Um 7000 v. u. Z. waren die dynamischen, expandierenden Ackerbaugesellschaften am westlichen Ende Eurasiens mit nichts anderem auf dem Globus vergleichbar, und an genau diesem Punkt ist es sinnvoll, den »Westen« von der übrigen Welt zu unterscheiden. Allerdings war dieser Unterschied nicht von Dauer, und im Verlauf einiger Jahrtausende machten sich Menschen in etwa einem halben Dutzend anderer Regionen der Glücklichen Breiten ihrerseits daran, den Ackerbau zu erfinden (Abbildung 2.6).
Am frühesten und eindeutigsten geschah das im heutigen China. Im Jangtse-Tal begannen Anbau und Züchtung von Reis zwischen 8000 und 7500 v. u. Z.; seit 6500 wurde in Nordchina Hirse kultiviert. Völlig domestiziert war Hirse um 5500, Reis um 4500 v. u. Z. Zwischen 6000 und 5500 waren Schweine domestiziert. Jüngste Funde haben gezeigt, dass der Ackerbau fast ebenso früh auch in der Neuen Welt begonnen hat. Ab 8200 v. u. Z. wurden im peruanischen Nanchoc-Tal und zwischen 7500 und 6000 v. u.
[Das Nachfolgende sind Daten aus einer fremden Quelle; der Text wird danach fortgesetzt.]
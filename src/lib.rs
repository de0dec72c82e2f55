//! snyk-ingest
//!
//! Application layer over the workspace crates:
//! - `config`: environment-driven `AppConfig`.
//! - `errors`: `AppError`, wrapping the crate-level errors.
//! - `pipeline`: `run_ingestion`, one run from scheduling to publishing.

pub mod config;
pub mod errors;
pub mod pipeline;

pub use config::AppConfig;
pub use errors::AppError;
pub use pipeline::{run_ingestion, IngestionOutcome};
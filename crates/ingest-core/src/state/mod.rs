//! Per-run accumulator of entities and relationships.

mod job_state;

pub use job_state::{EntityIter, JobState, SlotValue};
use std::collections::HashMap;

use chrono::Utc;
use uuid::Uuid;

use super::{RunEvent, RunEventKind};
use crate::errors::CoreResult;

/// Append-only event storage.
pub trait EventStore {
    /// Appends an event built from `kind` and returns it with its `seq` and
    /// timestamp.
    fn append_kind(&mut self, run_id: Uuid, kind: RunEventKind) -> CoreResult<RunEvent>;
    /// Events of a run in ascending `seq`.
    fn list(&self, run_id: Uuid) -> CoreResult<Vec<RunEvent>>;
}

#[derive(Debug, Default)]
pub struct InMemoryEventStore {
    inner: HashMap<Uuid, Vec<RunEvent>>,
}

impl InMemoryEventStore {
    pub fn new() -> Self {
        Self::default()
    }
}

impl EventStore for InMemoryEventStore {
    fn append_kind(&mut self, run_id: Uuid, kind: RunEventKind) -> CoreResult<RunEvent> {
        let events = self.inner.entry(run_id).or_default();
        let ev = RunEvent { seq: events.len() as u64,
                            run_id,
                            kind,
                            ts: Utc::now() };
        events.push(ev.clone());
        Ok(ev)
    }

    fn list(&self, run_id: Uuid) -> CoreResult<Vec<RunEvent>> {
        Ok(self.inner.get(&run_id).cloned().unwrap_or_default())
    }
}

#[cfg(test)]
mod tests {
    use super::*;

    #[test]
    fn seq_is_per_run_and_ascending() {
        let mut store = InMemoryEventStore::new();
        let a = Uuid::new_v4();
        let b = Uuid::new_v4();
        store.append_kind(a, RunEventKind::StepCompleted { step_id: "x".into() }).unwrap();
        store.append_kind(b, RunEventKind::StepCompleted { step_id: "y".into() }).unwrap();
        let second = store.append_kind(a, RunEventKind::StepCompleted { step_id: "z".into() }).unwrap();
        assert_eq!(second.seq, 1);
        assert_eq!(store.list(a).unwrap().len(), 2);
        assert_eq!(store.list(b).unwrap()[0].seq, 0);
        assert!(store.list(Uuid::new_v4()).unwrap().is_empty());
    }
}
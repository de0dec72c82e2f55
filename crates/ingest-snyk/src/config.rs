use serde::{Deserialize, Serialize};
use thiserror::Error;

#[derive(Debug, Error, PartialEq, Eq)]
pub enum ConfigError {
    #[error("missing required config field: {0}")]
    Missing(&'static str),
    #[error("invalid config field {field}: {reason}")]
    Invalid { field: &'static str, reason: String },
}

/// Instance configuration shared by every step.
#[derive(Debug, Clone, Default, PartialEq, Eq, Serialize, Deserialize)]
#[serde(rename_all = "camelCase")]
pub struct IntegrationConfig {
    pub api_key: String,
    pub group_id: String,
    /// Organization ids to restrict ingestion to; empty means all.
    #[serde(default)]
    pub org_scope: Vec<String>,
    #[serde(default = "default_true")]
    pub include_findings: bool,
}

fn default_true() -> bool {
    true
}

impl IntegrationConfig {
    pub fn new(api_key: impl Into<String>, group_id: impl Into<String>) -> Self {
        Self { api_key: api_key.into(),
               group_id: group_id.into(),
               org_scope: Vec::new(),
               include_findings: true }
    }

    /// Rejects a config the steps cannot run with.
    pub fn validate(&self) -> Result<(), ConfigError> {
        if self.api_key.trim().is_empty() {
            return Err(ConfigError::Missing("apiKey"));
        }
        if self.group_id.trim().is_empty() {
            return Err(ConfigError::Missing("groupId"));
        }
        if self.group_id.contains(&['|', ':'][..]) {
            return Err(ConfigError::Invalid { field: "groupId",
                                              reason: format!("{:?} contains a key separator", self.group_id) });
        }
        if let Some(blank) = self.org_scope.iter().find(|o| o.trim().is_empty()) {
            return Err(ConfigError::Invalid { field: "orgScope",
                                              reason: format!("blank organization id {blank:?}") });
        }
        Ok(())
    }

    pub fn in_scope(&self, org_id: &str) -> bool {
        self.org_scope.is_empty() || self.org_scope.iter().any(|o| o == org_id)
    }
}

#[cfg(test)]
mod tests {
    use super::*;

    #[test]
    fn validation() {
        assert_eq!(IntegrationConfig::new("", "g").validate(), Err(ConfigError::Missing("apiKey")));
        assert_eq!(IntegrationConfig::new("k", " ").validate(), Err(ConfigError::Missing("groupId")));
        assert!(IntegrationConfig::new("k", "a:b").validate().is_err());
        assert!(IntegrationConfig::new("k", "g").validate().is_ok());
    }

    #[test]
    fn empty_scope_includes_everything() {
        let mut config = IntegrationConfig::new("k", "g");
        assert!(config.in_scope("org-1"));
        config.org_scope = vec!["org-2".into()];
        assert!(!config.in_scope("org-1"));
        assert!(config.in_scope("org-2"));
    }
}
//! Canonical JSON and hashing helpers.

pub mod canonical_json;
pub mod hash;

pub use canonical_json::to_canonical_json;
pub use hash::{hash_str, hash_value};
Z. im mexikanischen Oaxaca-Tal aus kultivierten Kürbisarten domestizierte Pflanzen. Erdnüsse tauchen in Nanchoc um 6500 auf. Nach archäologischen Funden in Oaxaca hat sich das Wildgras Teosinte erst um 5300 v. u. Z. in domestizierten Mais verwandelt; Genetiker vermuten aber, dass der Prozess der Kultivierung und Domestizierung bereits um 7000 v.